Comienzo con una Excusatio, que pide el contexto y que, por tanto, no supone en modo alguno una Accusatio manifesta, como sugeriría el famoso adagio: soy profundamente barcelonés, catalán, español. No soy fascista, ni xenófobo, ni racista. Más bien al contrario, soy católico, y por tanto, amo y perdono a mis enemigos como nuestro padre Dios perdona y olvida mis inmensos pecados.
 
Según va trascendiendo en los medios de comunicación, los terroristas de Barcelona y Cambrils son jóvenes que proceden de varias familias de origen magrebí asentadas en Cataluña, más en concreto en la ciudad de Ripoll, “cuna de Cataluña”, con su precioso monasterio románico. Su edad oscila entre los 17 y los 24 años, han nacido en Cataluña y dominan perfectamente el catalán. Probablemente tengan un conocimiento muy rudimentario de la lengua común de España, debido al sistema educativo imperante en Cataluña.

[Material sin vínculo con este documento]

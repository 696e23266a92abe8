//! ANSI terminal escape codes.
//!
//! An `Escape` pairs the sequence that turns an effect on with the one that
//! turns it off again:
//!
//! ```
//! use seqtools::ansi::{blue, bold, italic};
//!
//! let title = bold() + blue();
//! println!("{}", title.paint("heading"));
//! println!("{}emphasis{}", italic(), !italic());
//! ```
use core::fmt;
use core::ops;

/// Control Sequence Introducer.
pub const CSI: &str = "\x1b[";

/// Select Graphic Rendition sequence for `code`.
pub fn sgr(code: &str) -> String {
	format!("{}{}m", CSI, code)
}

#[derive(Clone, Debug, Default, PartialEq, Eq, Hash)]
pub struct Escape {
	pub set: String,
	pub reset: String,
}

impl Escape {
	pub fn new(set: impl Into<String>, reset: impl Into<String>) -> Self {
		Self { set: set.into(), reset: reset.into() }
	}

	fn graphic(set: &str, reset: &str) -> Self {
		Self::new(sgr(set), sgr(reset))
	}

	/// `text` between the set and reset sequences.
	pub fn paint(&self, text: &str) -> String {
		let mut out = String::with_capacity(self.set.len() + text.len() + self.reset.len());
		out.push_str(&self.set);
		out.push_str(text);
		out.push_str(&self.reset);
		out
	}

	/// Both effects at once. Sets and resets are each concatenated in order.
	pub fn combine(&self, other: &Self) -> Self {
		Self::new(
			format!("{}{}", self.set, other.set),
			format!("{}{}", self.reset, other.reset),
		)
	}
}

/// Writes only the set sequence.
impl fmt::Display for Escape {
	fn fmt(&self, f: &mut fmt::Formatter<'_>) -> fmt::Result {
		f.write_str(&self.set)
	}
}

impl ops::Add for Escape {
	type Output = Escape;

	fn add(self, other: Self) -> Self::Output {
		self.combine(&other)
	}
}

impl ops::Add<&Escape> for &Escape {
	type Output = Escape;

	fn add(self, other: &Escape) -> Self::Output {
		self.combine(other)
	}
}

/// The reset sequence.
impl ops::Not for Escape {
	type Output = String;

	fn not(self) -> Self::Output {
		self.reset
	}
}

impl ops::Not for &Escape {
	type Output = String;

	fn not(self) -> Self::Output {
		self.reset.clone()
	}
}

macro_rules! graphics {
	($($name:ident = $set:literal / $reset:literal;)*) => {$(
		pub fn $name() -> Escape {
			Escape::graphic($set, $reset)
		}
	)*};
}

graphics! {
	reset = "0" / "0";
	bold = "1" / "22";
	faint = "2" / "22";
	italic = "3" / "23";
	underline = "4" / "24";
	blink = "5" / "25";
	reverse_video = "7" / "27";
	strike = "9" / "29";

	black = "30" / "39";
	red = "31" / "39";
	green = "32" / "39";
	yellow = "33" / "39";
	blue = "34" / "39";
	magenta = "35" / "39";
	cyan = "36" / "39";
	white = "37" / "39";
	gray = "90" / "39";
	bright_red = "91" / "39";
	bright_green = "92" / "39";
	bright_yellow = "93" / "39";
	bright_blue = "94" / "39";
	bright_magenta = "95" / "39";
	bright_cyan = "96" / "39";
	bright_white = "97" / "39";

	black_bg = "40" / "49";
	red_bg = "41" / "49";
	green_bg = "42" / "49";
	yellow_bg = "43" / "49";
	blue_bg = "44" / "49";
	magenta_bg = "45" / "49";
	cyan_bg = "46" / "49";
	white_bg = "47" / "49";
	gray_bg = "100" / "49";
	bright_red_bg = "101" / "49";
	bright_green_bg = "102" / "49";
	bright_yellow_bg = "103" / "49";
	bright_blue_bg = "104" / "49";
	bright_magenta_bg = "105" / "49";
	bright_cyan_bg = "106" / "49";
	bright_white_bg = "107" / "49";
}

/// Foreground from the 256 colour palette.
pub fn color(index: u8) -> Escape {
	Escape::graphic(&format!("38;5;{}", index), "39")
}

pub fn color_bg(index: u8) -> Escape {
	Escape::graphic(&format!("48;5;{}", index), "49")
}

/// 24 bit foreground.
pub fn rgb(r: u8, g: u8, b: u8) -> Escape {
	Escape::graphic(&format!("38;2;{};{};{}", r, g, b), "39")
}

pub fn rgb_bg(r: u8, g: u8, b: u8) -> Escape {
	Escape::graphic(&format!("48;2;{};{};{}", r, g, b), "49")
}

/// Cursor up.
pub fn cuu(n: u32) -> String {
	format!("{}{}A", CSI, n)
}

/// Cursor down.
pub fn cud(n: u32) -> String {
	format!("{}{}B", CSI, n)
}

/// Cursor forward.
pub fn cuf(n: u32) -> String {
	format!("{}{}C", CSI, n)
}

/// Cursor back.
pub fn cub(n: u32) -> String {
	format!("{}{}D", CSI, n)
}

/// Cursor to column `x`, 1-based.
pub fn cha(x: u32) -> String {
	format!("{}{}G", CSI, x)
}

/// Cursor to column `x` of row `y`, both 1-based.
pub fn cup(x: u32, y: u32) -> String {
	format!("{}{};{}H", CSI, y, x)
}

/// Clears the screen and scrollback, then homes the cursor.
pub fn clear_screen() -> Escape {
	Escape::new(format!("{0}2J{0}3J{1}", CSI, cup(1, 1)), "")
}

pub fn clear_line() -> Escape {
	Escape::new(format!("{}2K{}", CSI, cha(1)), "")
}

pub fn show_cursor() -> Escape {
	Escape::new(format!("{}?25h", CSI), "")
}

pub fn hide_cursor() -> Escape {
	Escape::new(format!("{}?25l", CSI), "")
}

Se trata de familias relacionadas entre sí, que se asentaron en esta idílica zona de Cataluña, en plenos Pirineos, lejos del deprimido Raval de Barcelona o de las ciudades del cinturón industrial de Barcelona, allá por los años noventa. Familias pioneras, cuyo hijos ya nacieron aquí, todo ello gracias al programa impulsado por el entonces presidente Pujol de atraer hacia Cataluña población marroquí, “no contaminada” por el castellano como era el caso de la inmigración iberoamericana, y así contrarrestar, y anular en lo posible, el efecto “españolizante” de esta última. Eran -son- “nous catalans”, de acuerdo con el uso alternativo del lenguaje al que nos tienen acostumbrados los sectores radicales de nuestra sociedad.
 
Estas familias no pasaban ninguna necesidad (en Ripoll y comarca no hay paro), es más, según testimonian algunos de sus vecinos de Ripoll, “tenían trabajo, les pagábamos el alquiler y el agua y les dábamos vales de supermercado”. Se non è vero è ben trovato.
 
En Cataluña residen oficialmente medio millón de magrebíes, aproximadamente el 7% de la población. Añádase a ello los residentes de idéntico origen sin papeles y las segundas generaciones -ya españolas- para calibrar el alcance del ejercicio de ingeniería étnica y social que puso en marcha el presidente Pujol, allá por los felices años noventa, según comentábamos más arriba.
 
¿Qué ofrecemos a esta población de hondas raíces musulmanas, me refiero sobre todo a las segundas generaciones, más allá de un trabajo precario y un modelo consumista de vida? Nada, el vacío más absoluto. El pueblo que acoge ha renegado de sus raíces cristianas y, sin valores que defender, está volcado en el “consumismo” egocéntrico y sujeto al albur de las modas ideológicas que proponen e imponen los poderosos del mundo. No es de extrañar que surjan entre las filas de estas familias musulmanas jóvenes rebeldes, tan nihilistas como los nuestros, y manipulables por los cantos de sirena de los ulemas de turno, por cierto muy radicalizados en Cataluña por el salafismo y el wahabismo, o bien por determinadas redes sociales islamistas.
 
Hagamos un examen de conciencia colectivo. De momento recemos por las víctimas y por la conversión de los asesinos.